(Records provided Opens)

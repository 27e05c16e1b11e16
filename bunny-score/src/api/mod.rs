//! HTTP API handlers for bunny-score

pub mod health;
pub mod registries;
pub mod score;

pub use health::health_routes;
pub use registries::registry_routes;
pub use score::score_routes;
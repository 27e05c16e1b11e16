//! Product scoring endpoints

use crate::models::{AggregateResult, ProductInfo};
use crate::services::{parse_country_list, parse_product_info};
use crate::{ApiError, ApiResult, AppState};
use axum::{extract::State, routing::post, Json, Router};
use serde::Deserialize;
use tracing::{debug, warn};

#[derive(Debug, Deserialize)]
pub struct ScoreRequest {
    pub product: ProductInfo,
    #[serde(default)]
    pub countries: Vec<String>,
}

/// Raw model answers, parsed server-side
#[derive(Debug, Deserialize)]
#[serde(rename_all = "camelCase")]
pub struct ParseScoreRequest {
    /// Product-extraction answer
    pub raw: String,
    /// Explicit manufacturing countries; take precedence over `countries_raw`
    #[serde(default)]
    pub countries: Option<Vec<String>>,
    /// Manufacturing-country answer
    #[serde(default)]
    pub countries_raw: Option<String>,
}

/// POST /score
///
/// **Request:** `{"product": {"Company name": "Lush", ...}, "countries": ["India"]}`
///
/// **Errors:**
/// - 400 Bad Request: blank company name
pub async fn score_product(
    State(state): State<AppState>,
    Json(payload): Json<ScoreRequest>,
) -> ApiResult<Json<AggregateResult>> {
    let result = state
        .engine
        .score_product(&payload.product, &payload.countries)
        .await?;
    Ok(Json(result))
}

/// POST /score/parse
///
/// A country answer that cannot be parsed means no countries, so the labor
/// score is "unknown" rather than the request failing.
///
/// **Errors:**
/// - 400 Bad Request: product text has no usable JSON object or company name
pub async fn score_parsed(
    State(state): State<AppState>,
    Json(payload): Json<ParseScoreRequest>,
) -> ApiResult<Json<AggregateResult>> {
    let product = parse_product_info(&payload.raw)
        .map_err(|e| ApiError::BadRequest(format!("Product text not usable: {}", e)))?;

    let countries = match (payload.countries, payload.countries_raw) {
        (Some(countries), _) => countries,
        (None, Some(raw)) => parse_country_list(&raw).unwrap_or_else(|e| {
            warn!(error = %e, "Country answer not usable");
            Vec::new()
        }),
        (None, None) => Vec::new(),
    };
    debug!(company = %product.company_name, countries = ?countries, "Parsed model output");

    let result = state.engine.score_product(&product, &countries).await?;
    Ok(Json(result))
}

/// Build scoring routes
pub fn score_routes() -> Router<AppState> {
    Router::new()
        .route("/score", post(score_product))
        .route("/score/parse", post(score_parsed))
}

(Records provided Closes)
(Records provided Opens)

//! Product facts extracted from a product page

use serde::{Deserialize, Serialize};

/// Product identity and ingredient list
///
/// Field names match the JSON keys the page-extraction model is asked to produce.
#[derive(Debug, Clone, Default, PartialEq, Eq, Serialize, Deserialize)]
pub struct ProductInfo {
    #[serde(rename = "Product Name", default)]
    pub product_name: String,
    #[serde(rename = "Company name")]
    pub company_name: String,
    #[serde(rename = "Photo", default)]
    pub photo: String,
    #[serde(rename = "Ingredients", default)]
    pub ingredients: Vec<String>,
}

(Records provided Closes)

* [What you will do]: Check each line of the entries for the string "serde". Copy the lines that have it.

* [Solution for this exercise]:
use serde::Deserialize;
    #[serde(default)]
#[serde(rename_all = "camelCase")]
    #[serde(default)]
    #[serde(default)]
use serde::{Deserialize, Serialize};
    #[serde(rename = "Product Name", default)]
    #[serde(rename = "Company name")]
    #[serde(rename = "Photo", default)]
    #[serde(rename = "Ingredients", default)]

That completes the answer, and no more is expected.